Hereditary breast and CRC Family MON1080. The numbers immediately under the symbols are individual numbers. The abbreviation ‘ut’ indicates untested. Mutations in brackets are inferred. MSH2=MSH2 exon 8 deletion present. L105X=BRCA2^*L105X mutation present. ENDO=endometrial cancer.

Figure 2

(A) Microsatellite instability at various loci in astrocytoma of patient II: 20. (1) D2S123; (2) BAT 25 and (3) BAT 26. (B) Immunohistochemical staining for MSH2 and MLH1 in the astrocytoma of patient II: 20. Upper panel: lack of staining for the MSH2 antibody indicating MSH2 inactivation in the tumour. Lower panel: normal staining of MLH1 in the astrocytoma (× 400). (C) Protein truncation test shows a truncated protein in patients II: 18 and III: 25. (Lanes 1 and 2) the double-headed arrow indicates the protein product from the normal allele. The single arrow indicates the truncated protein. (D) PCR products of cDNA segment including exons 5–9. Lanes 1–7: the double headed arrrow indicates PCR product of normal allele.
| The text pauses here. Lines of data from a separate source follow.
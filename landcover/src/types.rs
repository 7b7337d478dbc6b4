//! Types de données pour le crate landcover

use geo::MultiPolygon;
use serde::{Deserialize, Serialize};

use crate::LandcoverError;

/// Mètres carrés dans une acre
pub const SQ_M_PER_ACRE: f64 = 4_046.86;

/// Mètres carrés dans un hectare
pub const SQ_M_PER_HECTARE: f64 = 10_000.0;

/// Une parcelle persistée, avec sa surface calculée côté base
#[derive(Debug, Clone)]
pub struct Parcel {
    /// Identifiant fourni par l'appelant
    pub id: String,

    /// Géométrie en EPSG:4326
    pub geometry: MultiPolygon<f64>,

    /// Surface géodésique en m² (jamais fournie par le client)
    pub area_sq_m: f64,
}

/// Surface d'une classe d'occupation du sol dans une parcelle pour une année
#[derive(Debug, Clone, PartialEq, Serialize, Deserialize)]
pub struct ParcelLandCover {
    pub parcel_id: String,
    /// Code de classe (clé de `LandCoverClass`)
    pub value: i32,
    pub year: i32,
    pub area_sq_m: f64,
}

/// Classe d'occupation du sol (table de référence)
#[derive(Debug, Clone, PartialEq, Eq, Serialize, Deserialize)]
pub struct LandCoverClass {
    pub value: i32,
    pub description: String,
}

/// Plage d'années inclusive
#[derive(Debug, Clone, Copy, PartialEq, Eq, Serialize, Deserialize)]
pub struct YearRange {
    pub first: i32,
    pub last: i32,
}

impl Default for YearRange {
    fn default() -> Self {
        Self {
            first: crate::LANDCOVER_FIRST_YEAR,
            last: crate::LANDCOVER_LAST_YEAR,
        }
    }
}

impl YearRange {
    pub fn new(first: i32, last: i32) -> Result<Self, LandcoverError> {
        let range = Self { first, last };
        range.validate()?;
        Ok(range)
    }

    pub fn validate(&self) -> Result<(), LandcoverError> {
        if self.first > self.last {
            return Err(LandcoverError::InvalidYearRange {
                first: self.first,
                last: self.last,
            });
        }
        Ok(())
    }

    pub fn iter(&self) -> impl Iterator<Item = i32> + Clone {
        self.first..=self.last
    }

    pub fn len(&self) -> usize {
        if self.first > self.last {
            0
        } else {
            (self.last - self.first) as usize + 1
        }
    }

    pub fn is_empty(&self) -> bool {
        self.len() == 0
    }

    /// Année la plus récente (année par défaut des requêtes)
    pub fn latest(&self) -> i32 {
        self.last
    }

    pub fn contains(&self, year: i32) -> bool {
        (self.first..=self.last).contains(&year)
    }
}

/// Unité de surface des résumés
#[derive(Debug, Clone, Copy, Default, PartialEq, Eq, Serialize, Deserialize)]
#[serde(rename_all = "lowercase")]
pub enum Units {
    #[default]
    Acres,
    Hectares,
}

impl Units {
    /// Facteur multiplicatif depuis les m²
    pub fn factor(self) -> f64 {
        match self {
            Units::Acres => 1.0 / SQ_M_PER_ACRE,
            Units::Hectares => 1.0 / SQ_M_PER_HECTARE,
        }
    }

    pub fn from_sq_m(self, area_sq_m: f64) -> f64 {
        area_sq_m * self.factor()
    }
}

impl std::str::FromStr for Units {
    type Err = String;

    fn from_str(s: &str) -> Result<Self, Self::Err> {
        match s.to_lowercase().as_str() {
            "acres" => Ok(Units::Acres),
            "hectares" => Ok(Units::Hectares),
            _ => Err(format!("Invalid units: {}. Use: acres, hectares", s)),
        }
    }
}

/// Arrondi à deux décimales
pub fn round2(value: f64) -> f64 {
    (value * 100.0).round() / 100.0
}
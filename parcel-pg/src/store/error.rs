//! Erreurs de la couche de persistance

use thiserror::Error;
use tokio_postgres::error::SqlState;

/// Nom de la contrainte d'unicité sur la géométrie des parcelles
pub const UQ_GEOMETRY: &str = "uq_geometry";

#[derive(Debug, Error)]
pub enum StoreError {
    /// Une parcelle avec la même géométrie existe déjà
    #[error("parcel with this geometry already exists.")]
    DuplicateGeometry,

    /// Autre violation d'intégrité (clé primaire, clé étrangère, ...)
    #[error("integrity violation: {detail}")]
    Integrity { detail: String },

    #[error("connection pool error: {0}")]
    Pool(#[from] deadpool_postgres::PoolError),

    #[error("database error: {0}")]
    Postgres(tokio_postgres::Error),

    /// Géométrie non convertible pour PostGIS
    #[error("invalid geometry: {0}")]
    Geometry(String),
}

impl From<tokio_postgres::Error> for StoreError {
    /// Classe l'erreur selon le SQLSTATE (classe 23 = intégrité)
    fn from(err: tokio_postgres::Error) -> Self {
        let Some(db) = err.as_db_error() else {
            return StoreError::Postgres(err);
        };

        if *db.code() == SqlState::UNIQUE_VIOLATION && db.constraint() == Some(UQ_GEOMETRY) {
            return StoreError::DuplicateGeometry;
        }

        if db.code().code().starts_with("23") {
            let detail = match db.detail() {
                Some(detail) => format!("{}\nDETAIL:  {}", db.message(), detail),
                None => db.message().to_string(),
            };
            return StoreError::Integrity { detail };
        }

        StoreError::Postgres(err)
    }
}

impl StoreError {
    pub fn is_conflict(&self) -> bool {
        matches!(self, StoreError::DuplicateGeometry | StoreError::Integrity { .. })
    }
}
Lanes 5 and 6: single arrow indicates PCR product of mutant allele. (E) The first sequence of cDNA shows the junction of exons 7 and 8. The second sequence shows the exon 8 deletion found in patients with HNPCC-related cancers in family MON1080.

Figure 3

Characterisation of the MSH2 exon 8 deletion: the intron 7 Alu Y shares 83% identity with the intron 8 Alu Y. There are 17 Alu family sequences in intron 7 and 18 Alu family sequences in intron 8. The MON1080 deletion is the result of the possible recombination between identical 45 bp sequences found in both AluY sequences.